All lines in the records that carry the string "static" are to be shown.

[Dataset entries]
----
//! Per-file metadata listing (name, EXIF date/camera, video stream info,
//! size, type, mtime).

use anyhow::{Context, Result};
use chrono::{Local, TimeZone};
use serde::Deserialize;
use std::fmt;
use std::process::Command;

use crate::fs::{FileHandle, MediaFs};
use crate::media;
use crate::model::FileEntry;
use crate::thumbs::{ffprobe_bin, run_with_timeout, FF_TIMEOUT};

/// The EXIF tags the viewer shows.
#[derive(Clone, Debug, Default, PartialEq, Eq)]
pub struct ExifSummary {
    pub date_time_original: Option<String>,
    pub make: Option<String>,
    pub model: Option<String>,
}

#[derive(Clone, Debug, PartialEq)]
pub struct VideoInfo {
    /// None when the container doesn't report a usable duration.
    pub duration_secs: Option<f64>,
    pub width: u32,
    pub height: u32,
}

pub trait MediaProbe {
    fn exif(&self, file: &FileHandle) -> Result<ExifSummary>;
    fn video(&self, file: &FileHandle) -> Result<VideoInfo>;
}

/// Ordered label/value pairs.
#[derive(Clone, Debug, Default, PartialEq, Eq)]
pub struct Metadata {
    pub fields: Vec<(String, String)>,
}

impl Metadata {
    fn push(&mut self, label: &str, value: impl Into<String>) {
        self.fields.push((label.to_string(), value.into()));
    }

    pub fn get(&self, label: &str) -> Option<&str> {
        self.fields
            .iter()
            .find(|(l, _)| l == label)
            .map(|(_, v)| v.as_str())
    }

    pub fn labels(&self) -> Vec<&str> {
        self.fields.iter().map(|(l, _)| l.as_str()).collect()
    }
}

impl fmt::Display for Metadata {
    fn fmt(&self, f: &mut fmt::Formatter<'_>) -> fmt::Result {
        let width = self.fields.iter().map(|(l, _)| l.len()).max().unwrap_or(0);
        for (label, value) in &self.fields {
            writeln!(f, "{:<width$}  {}", label, value, width = width)?;
        }
        Ok(())
    }
}

/// Collect metadata for `entry`. Probe failures just leave their fields
/// out; only an unreadable file is an error.
pub fn describe<F, P>(fs: &F, probe: &P, entry: &FileEntry) -> Result<Metadata>
where
    F: MediaFs + ?Sized,
    P: MediaProbe + ?Sized,
{
    let info = fs
        .file_info(&entry.handle)
        .with_context(|| format!("cannot read {}", entry.name))?;

    let mut meta = Metadata::default();
    meta.push("File Name", entry.name.as_str());

    if media::is_image_mime(&info.mime) {
        match probe.exif(&entry.handle) {
            Ok(exif) => {
                if let Some(date) = exif.date_time_original.filter(|s| !s.is_empty()) {
                    meta.push("Original Date", date);
                }
                let camera: Vec<String> = [exif.make, exif.model]
                    .into_iter()
                    .flatten()
                    .filter(|s| !s.is_empty())
                    .collect();
                if !camera.is_empty() {
                    meta.push("Camera", camera.join(" "));
                }
            }
            Err(e) => log::debug!("metadata: no exif for {}: {:#}", entry.name, e),
        }
    }

    if media::is_video_mime(&info.mime) {
        match probe.video(&entry.handle) {
            Ok(v) => {
                if let Some(secs) = v.duration_secs {
                    meta.push("Duration", format!("{:.2} s", secs));
                }
                meta.push("Width", v.width.to_string());
                meta.push("Height", v.height.to_string());
            }
            Err(e) => log::debug!("metadata: no video info for {}: {:#}", entry.name, e),
        }
    }

    meta.push("Size", format!("{} bytes", info.size));
    meta.push("Type", info.mime.as_str());
    meta.push("Last Modified", format_local(info.modified_ms));
    Ok(meta)
}

fn format_local(ms: i64) -> String {
    match Local.timestamp_millis_opt(ms).single() {
        Some(t) => t.format("%Y-%m-%d %H:%M:%S").to_string(),
        None => String::new(),
    }
}

// ── System probe ────────────────────────────────────────────────────────

/// kamadak-exif for stills, ffprobe for videos.
#[derive(Clone, Copy, Debug, Default)]
pub struct SystemProbe;

impl MediaProbe for SystemProbe {
    fn exif(&self, file: &FileHandle) -> Result<ExifSummary> {
        let f = std::fs::File::open(file.path())?;
        let mut reader = std::io::BufReader::new(f);
        let exif = exif::Reader::new()
            .read_from_container(&mut reader)
            .context("no exif")?;

        let ascii = |tag: exif::Tag| -> Option<String> {
            let field = exif.get_field(tag, exif::In::PRIMARY)?;
            match field.value {
                exif::Value::Ascii(ref vec) if !vec.is_empty() => {
                    let s = String::from_utf8_lossy(&vec[0]);
                    Some(s.trim_end_matches('\0').trim().to_string())
                }
                _ => Some(field.display_value().to_string()),
            }
        };

        Ok(ExifSummary {
            date_time_original: ascii(exif::Tag::DateTimeOriginal),
            make: ascii(exif::Tag::Make),
            model: ascii(exif::Tag::Model),
        })
    }

    fn video(&self, file: &FileHandle) -> Result<VideoInfo> {
        crate::thumbs::ensure_ffmpeg();
        let mut cmd = Command::new(ffprobe_bin());
        cmd.args([
            "-v",
            "error",
            "-select_streams",
            "v:0",
            "-show_entries",
            "stream=width,height:format=duration",
            "-of",
            "json",
        ])
        .arg(file.path());
        let output = run_with_timeout(cmd, FF_TIMEOUT)?;
        if !output.status.success() {
            let stderr = String::from_utf8_lossy(&output.stderr);
            anyhow::bail!(
                "ffprobe error: {}",
                stderr.lines().last().unwrap_or("unknown")
            );
        }
        parse_ffprobe(&output.stdout)
    }
}

#[derive(Deserialize)]
struct ProbeOutput {
    #[serde(default)]
    streams: Vec<ProbeStream>,
    format: Option<ProbeFormat>,
}

#[derive(Deserialize)]
struct ProbeStream {
    width: Option<u32>,
    height: Option<u32>,
}

#[derive(Deserialize)]
struct ProbeFormat {
    duration: Option<String>,
}

fn parse_ffprobe(json: &[u8]) -> Result<VideoInfo> {
    let out: ProbeOutput = serde_json::from_slice(json).context("ffprobe json")?;
    let stream = out.streams.first().context("no video stream")?;
    let duration_secs = out
        .format
        .and_then(|f| f.duration)
        .and_then(|d| d.parse::<f64>().ok())
        .filter(|d| d.is_finite() && *d >= 0.0);
    Ok(VideoInfo {
        duration_secs,
        width: stream.width.unwrap_or(0),
        height: stream.height.unwrap_or(0),
    })
}
//! Thumbnail rendering and the background worker pool.
//!
//! Images: decode + `thumbnail()` (fast box filter), re-encode as JPEG.
//! Videos: ffmpeg grabs one frame shortly after the start, scaled down,
//! then goes through the same JPEG encoder.

use anyhow::{Context, Result};
use image::codecs::jpeg::JpegEncoder;
use image::DynamicImage;
use std::io::Read;
use std::path::{Path, PathBuf};
use std::process::{Command, Stdio};
use std::sync::atomic::{AtomicU64, Ordering};
use std::sync::mpsc::{self, Receiver, Sender};
use std::sync::{Arc, Mutex, Once};
use std::thread::{self, JoinHandle};
use std::time::Duration;
#[cfg(unix)]
use wait_timeout::ChildExt;

use crate::config::GridConfig;
use crate::grid::{ThumbDone, ThumbPlan, ThumbRequest};

/// Max time to wait for ffprobe/ffmpeg before killing.
pub const FF_TIMEOUT: Duration = Duration::from_secs(30);

pub trait ThumbnailSource: Send + Sync {
    /// Encoded JPEG no larger than `req.size` on either side.
    fn render(&self, req: &ThumbRequest) -> Result<Vec<u8>>;
}

// ── ffmpeg discovery ────────────────────────────────────────────────────

static FFMPEG_INIT: Once = Once::new();

/// Download ffmpeg through ffmpeg-sidecar unless one is already reachable.
pub fn ensure_ffmpeg() {
    FFMPEG_INIT.call_once(|| {
        if which("ffmpeg") {
            log::debug!("ffmpeg: using system binary");
            return;
        }
        log::info!("ffmpeg: not on PATH, downloading via sidecar...");
        match ffmpeg_sidecar::download::auto_download() {
            Ok(_) => log::info!("ffmpeg: sidecar download complete"),
            Err(e) => log::warn!("ffmpeg download failed: {}", e),
        }
    });
}

/// Resolve a tool from the ffmpeg suite: system PATH, then the sidecar dir.
fn tool_bin(name: &str) -> PathBuf {
    if which(name) {
        return PathBuf::from(name);
    }
    if let Ok(dir) = ffmpeg_sidecar::paths::sidecar_dir() {
        let bin = if cfg!(windows) {
            dir.join(format!("{}.exe", name))
        } else {
            dir.join(name)
        };
        if bin.exists() {
            return bin;
        }
    }
    PathBuf::from(name)
}

pub fn ffmpeg_bin() -> PathBuf {
    tool_bin("ffmpeg")
}

pub fn ffprobe_bin() -> PathBuf {
    tool_bin("ffprobe")
}

fn which(name: &str) -> bool {
    let finder = if cfg!(windows) { "where" } else { "which" };
    Command::new(finder)
        .arg(name)
        .stdout(Stdio::null())
        .stderr(Stdio::null())
        .status()
        .map(|s| s.success())
        .unwrap_or(false)
}

/// Run a piped command, killing it if it exceeds `timeout`.
///
/// Output is drained on helper threads so a chatty child can't block on a
/// full pipe while we wait.
pub fn run_with_timeout(mut cmd: Command, timeout: Duration) -> Result<std::process::Output> {
    let mut child = cmd
        .stdin(Stdio::null())
        .stdout(Stdio::piped())
        .stderr(Stdio::piped())
        .spawn()
        .with_context(|| format!("{:?} failed to start", cmd.get_program()))?;

    let stdout = child.stdout.take().map(drain_pipe);
    let stderr = child.stderr.take().map(drain_pipe);

    #[cfg(not(unix))]
    let wait_result: std::io::Result<Option<std::process::ExitStatus>> = {
        let _ = timeout;
        child.wait().map(Some)
    };
    #[cfg(unix)]
    let wait_result = child.wait_timeout(timeout);

    let status = match wait_result {
        Ok(Some(status)) => status,
        Ok(None) => {
            child.kill().ok();
            child.wait().ok();
            anyhow::bail!("timed out after {}s", timeout.as_secs());
        }
        Err(e) => anyhow::bail!("wait failed: {}", e),
    };

    let join = |h: Option<JoinHandle<Vec<u8>>>| h.and_then(|h| h.join().ok()).unwrap_or_default();
    Ok(std::process::Output {
        status,
        stdout: join(stdout),
        stderr: join(stderr),
    })
}

fn drain_pipe<R: Read + Send + 'static>(mut pipe: R) -> JoinHandle<Vec<u8>> {
    thread::spawn(move || {
        let mut buf = Vec::new();
        pipe.read_to_end(&mut buf).ok();
        buf
    })
}

// ── Renderer ────────────────────────────────────────────────────────────

/// Renders thumbnails straight from local paths.
#[derive(Clone, Debug)]
pub struct Thumbnailer {
    pub jpeg_quality: u8,
    pub video_seek_secs: f32,
}

impl Default for Thumbnailer {
    fn default() -> Self {
        Self::from_config(&GridConfig::default())
    }
}

impl Thumbnailer {
    pub fn from_config(config: &GridConfig) -> Self {
        Self {
            jpeg_quality: config.jpeg_quality,
            video_seek_secs: config.video_seek_secs,
        }
    }

    pub fn image_thumb(&self, path: &Path, size: u32) -> Result<Vec<u8>> {
        let img = image::open(path).with_context(|| format!("decode failed: {}", path.display()))?;
        self.encode(&img.thumbnail(size, size))
    }

    pub fn video_thumb(&self, path: &Path, size: u32) -> Result<Vec<u8>> {
        ensure_ffmpeg();

        let mut cmd = Command::new(ffmpeg_bin());
        cmd.args(["-v", "error", "-ss"])
            .arg(format!("{:.2}", self.video_seek_secs))
            .arg("-i")
            .arg(path)
            .args(["-frames:v", "1", "-vf"])
            .arg(format!(
                "scale={s}:{s}:force_original_aspect_ratio=decrease",
                s = size
            ))
            .args(["-c:v", "png", "-f", "image2pipe", "-y", "pipe:1"]);
        let output = run_with_timeout(cmd, FF_TIMEOUT)?;

        if !output.status.success() {
            let stderr = String::from_utf8_lossy(&output.stderr);
            anyhow::bail!(
                "ffmpeg error: {}",
                stderr.lines().last().unwrap_or("unknown")
            );
        }
        if output.stdout.is_empty() {
            anyhow::bail!("ffmpeg produced empty output");
        }

        let frame = image::load_from_memory(&output.stdout).context("decode video frame")?;
        // ffmpeg already scaled; this only guards odd rounding.
        self.encode(&frame.thumbnail(size, size))
    }

    fn encode(&self, img: &DynamicImage) -> Result<Vec<u8>> {
        let rgb = DynamicImage::ImageRgb8(img.to_rgb8());
        let mut buf = Vec::new();
        rgb.write_with_encoder(JpegEncoder::new_with_quality(&mut buf, self.jpeg_quality))
            .context("jpeg encode")?;
        Ok(buf)
    }
}

impl ThumbnailSource for Thumbnailer {
    fn render(&self, req: &ThumbRequest) -> Result<Vec<u8>> {
        let path = req.file.path();
        match req.plan {
            ThumbPlan::Image => self.image_thumb(path, req.size),
            ThumbPlan::VideoFrame => self.video_thumb(path, req.size),
        }
    }
}

// ── Worker pool ─────────────────────────────────────────────────────────

#[derive(Default)]
pub struct PoolStats {
    pub submitted: AtomicU64,
    pub done: AtomicU64,
    pub failed: AtomicU64,
    /// Results handed back to the owner (or given up on).
    delivered: AtomicU64,
}

impl PoolStats {
    /// Requests whose result the owner hasn't received yet.
    pub fn in_flight(&self) -> u64 {
        let delivered = self.delivered.load(Ordering::Relaxed);
        self.submitted.load(Ordering::Relaxed).saturating_sub(delivered)
    }
}

/// Fixed set of render threads fed from one queue.
///
/// There is no cancellation. Results for cells of an older grid
/// generation still arrive and are rejected by `Grid::apply`.
pub struct ThumbnailPool {
    pub stats: Arc<PoolStats>,
    queue: Option<Sender<ThumbRequest>>,
    results: Receiver<ThumbDone>,
    handles: Vec<JoinHandle<()>>,
}

impl ThumbnailPool {
    /// Half the cores, between 1 and 4.
    pub fn default_workers() -> usize {
        let ncpus = thread::available_parallelism()
            .map(|n| n.get())
            .unwrap_or(4);
        (ncpus / 2).clamp(1, 4)
    }

    pub fn start(source: Arc<dyn ThumbnailSource>, workers: usize) -> Self {
        let (queue_tx, queue_rx) = mpsc::channel::<ThumbRequest>();
        let (done_tx, done_rx) = mpsc::channel::<ThumbDone>();
        let queue_rx = Arc::new(Mutex::new(queue_rx));
        let stats = Arc::new(PoolStats::default());

        let workers = workers.max(1);
        let mut handles = Vec::with_capacity(workers);
        for i in 0..workers {
            let source = source.clone();
            let queue_rx = queue_rx.clone();
            let done_tx = done_tx.clone();
            let stats = stats.clone();
            let handle = thread::Builder::new()
                .name(format!("thumb-{}", i))
                .spawn(move || worker_loop(source, queue_rx, done_tx, stats));
            match handle {
                Ok(h) => handles.push(h),
                Err(e) => log::warn!("thumbs: cannot spawn worker {}: {}", i, e),
            }
        }
        log::debug!("thumbs: started {} workers", handles.len());

        Self {
            stats,
            queue: Some(queue_tx),
            results: done_rx,
            handles,
        }
    }

    pub fn submit(&self, req: ThumbRequest) {
        let Some(queue) = &self.queue else { return };
        self.stats.submitted.fetch_add(1, Ordering::Relaxed);
        if queue.send(req).is_err() {
            // All workers gone; nothing will ever come back for it.
            self.stats.failed.fetch_add(1, Ordering::Relaxed);
            self.stats.delivered.fetch_add(1, Ordering::Relaxed);
        }
    }

    pub fn submit_all(&self, reqs: impl IntoIterator<Item = ThumbRequest>) {
        for req in reqs {
            self.submit(req);
        }
    }

    /// Everything finished so far, without blocking.
    pub fn drain(&self) -> Vec<ThumbDone> {
        let out: Vec<ThumbDone> = self.results.try_iter().collect();
        self.stats
            .delivered
            .fetch_add(out.len() as u64, Ordering::Relaxed);
        out
    }

    pub fn recv_timeout(&self, timeout: Duration) -> Option<ThumbDone> {
        let done = self.results.recv_timeout(timeout).ok()?;
        self.stats.delivered.fetch_add(1, Ordering::Relaxed);
        Some(done)
    }
}

impl Drop for ThumbnailPool {
    fn drop(&mut self) {
        self.queue.take();
        for h in self.handles.drain(..) {
            h.join().ok();
        }
    }
}

fn worker_loop(
    source: Arc<dyn ThumbnailSource>,
    queue: Arc<Mutex<Receiver<ThumbRequest>>>,
    done: Sender<ThumbDone>,
    stats: Arc<PoolStats>,
) {
    loop {
        let next = match queue.lock() {
            Ok(rx) => rx.recv(),
            Err(_) => return,
        };
        let Ok(req) = next else { return };

        let result = source.render(&req);
        match &result {
            Ok(_) => stats.done.fetch_add(1, Ordering::Relaxed),
            Err(e) => {
                log::debug!("thumbs: {}: {:#}", req.file.path().display(), e);
                stats.failed.fetch_add(1, Ordering::Relaxed)
            }
        };
        let msg = ThumbDone {
            cell: req.cell,
            generation: req.generation,
            result,
        };
        if done.send(msg).is_err() {
            return;
        }
    }
}

#[cfg(test)]
mod tests {
    use super::*;
    use crate::fs::FileHandle;
    use image::{GenericImageView, ImageBuffer, Rgb};

    fn request(cell: usize, path: impl Into<PathBuf>, plan: ThumbPlan, size: u32) -> ThumbRequest {
        ThumbRequest {
            cell,
            generation: 1,
            file: FileHandle::new(path),
            plan,
            size,
        }
    }

    // ── renderer ────────────────────────────────────────────────────────

    #[test]
    fn image_thumb_fits_box_and_is_jpeg() {
        let dir = tempfile::tempdir().unwrap();
        let path = dir.path().join("wide.png");
        let img: ImageBuffer<Rgb<u8>, Vec<u8>> =
            ImageBuffer::from_fn(200, 100, |x, y| Rgb([x as u8, y as u8, 128]));
        img.save(&path).unwrap();

        let bytes = Thumbnailer::default()
            .render(&request(0, &path, ThumbPlan::Image, 40))
            .unwrap();
        assert_eq!(&bytes[..2], &[0xFF, 0xD8], "JPEG SOI marker");
        let out = image::load_from_memory(&bytes).unwrap();
        assert_eq!(out.dimensions(), (40, 20));
    }

    #[test]
    fn undecodable_image_is_error() {
        let dir = tempfile::tempdir().unwrap();
        let path = dir.path().join("broken.jpg");
        std::fs::write(&path, b"not really a jpeg").unwrap();
        assert!(Thumbnailer::default()
            .render(&request(0, &path, ThumbPlan::Image, 40))
            .is_err());
    }

    #[test]
    fn run_with_timeout_captures_output() {
        if cfg!(windows) {
            return;
        }
        let mut cmd = Command::new("sh");
        cmd.args(["-c", "echo out; echo err >&2"]);
        let out = run_with_timeout(cmd, Duration::from_secs(5)).unwrap();
        assert!(out.status.success());
        assert_eq!(String::from_utf8_lossy(&out.stdout).trim(), "out");
        assert_eq!(String::from_utf8_lossy(&out.stderr).trim(), "err");
    }

    #[cfg(unix)]
    #[test]
    fn run_with_timeout_kills_slow_child() {
        let mut cmd = Command::new("sleep");
        cmd.arg("5");
        let err = run_with_timeout(cmd, Duration::from_millis(100)).unwrap_err();
        assert!(err.to_string().contains("timed out"));
    }

    // ── pool ────────────────────────────────────────────────────────────

    /// Fails for names containing "bad", echoes the cell id otherwise.
    struct Stub;

    impl ThumbnailSource for Stub {
        fn render(&self, req: &ThumbRequest) -> Result<Vec<u8>> {
            if req.file.path().to_string_lossy().contains("bad") {
                anyhow::bail!("stub failure");
            }
            Ok(vec![req.cell as u8])
        }
    }

    fn collect(pool: &ThumbnailPool, n: usize) -> Vec<ThumbDone> {
        let mut out = Vec::new();
        while out.len() < n {
            match pool.recv_timeout(Duration::from_secs(5)) {
                Some(d) => out.push(d),
                None => break,
            }
        }
        out.sort_by_key(|d| d.cell);
        out
    }

    #[test]
    fn pool_delivers_every_request_once() {
        let pool = ThumbnailPool::start(Arc::new(Stub), 3);
        pool.submit_all((0..20).map(|i| request(i, format!("/x/{}.jpg", i), ThumbPlan::Image, 10)));

        let done = collect(&pool, 20);
        assert_eq!(done.len(), 20);
        for (i, d) in done.iter().enumerate() {
            assert_eq!(d.cell, i);
            assert_eq!(d.generation, 1);
            assert_eq!(d.result.as_ref().unwrap(), &vec![i as u8]);
        }
        assert_eq!(pool.stats.in_flight(), 0);
        assert!(pool.drain().is_empty());
    }

    #[test]
    fn pool_reports_failures() {
        let pool = ThumbnailPool::start(Arc::new(Stub), 1);
        pool.submit(request(0, "/x/ok.jpg", ThumbPlan::Image, 10));
        pool.submit(request(1, "/x/bad.jpg", ThumbPlan::Image, 10));

        let done = collect(&pool, 2);
        assert!(done[0].result.is_ok());
        assert!(done[1].result.is_err());
        assert_eq!(pool.stats.failed.load(Ordering::Relaxed), 1);
        assert_eq!(pool.stats.done.load(Ordering::Relaxed), 1);
    }

    #[test]
    fn default_workers_in_range() {
        let n = ThumbnailPool::default_workers();
        assert!((1..=4).contains(&n));
    }
}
----
- **Answer section**
static FFMPEG_INIT: Once = Once::new();
fn drain_pipe<R: Read + Send + 'static>(mut pipe: R) -> JoinHandle<Vec<u8>> {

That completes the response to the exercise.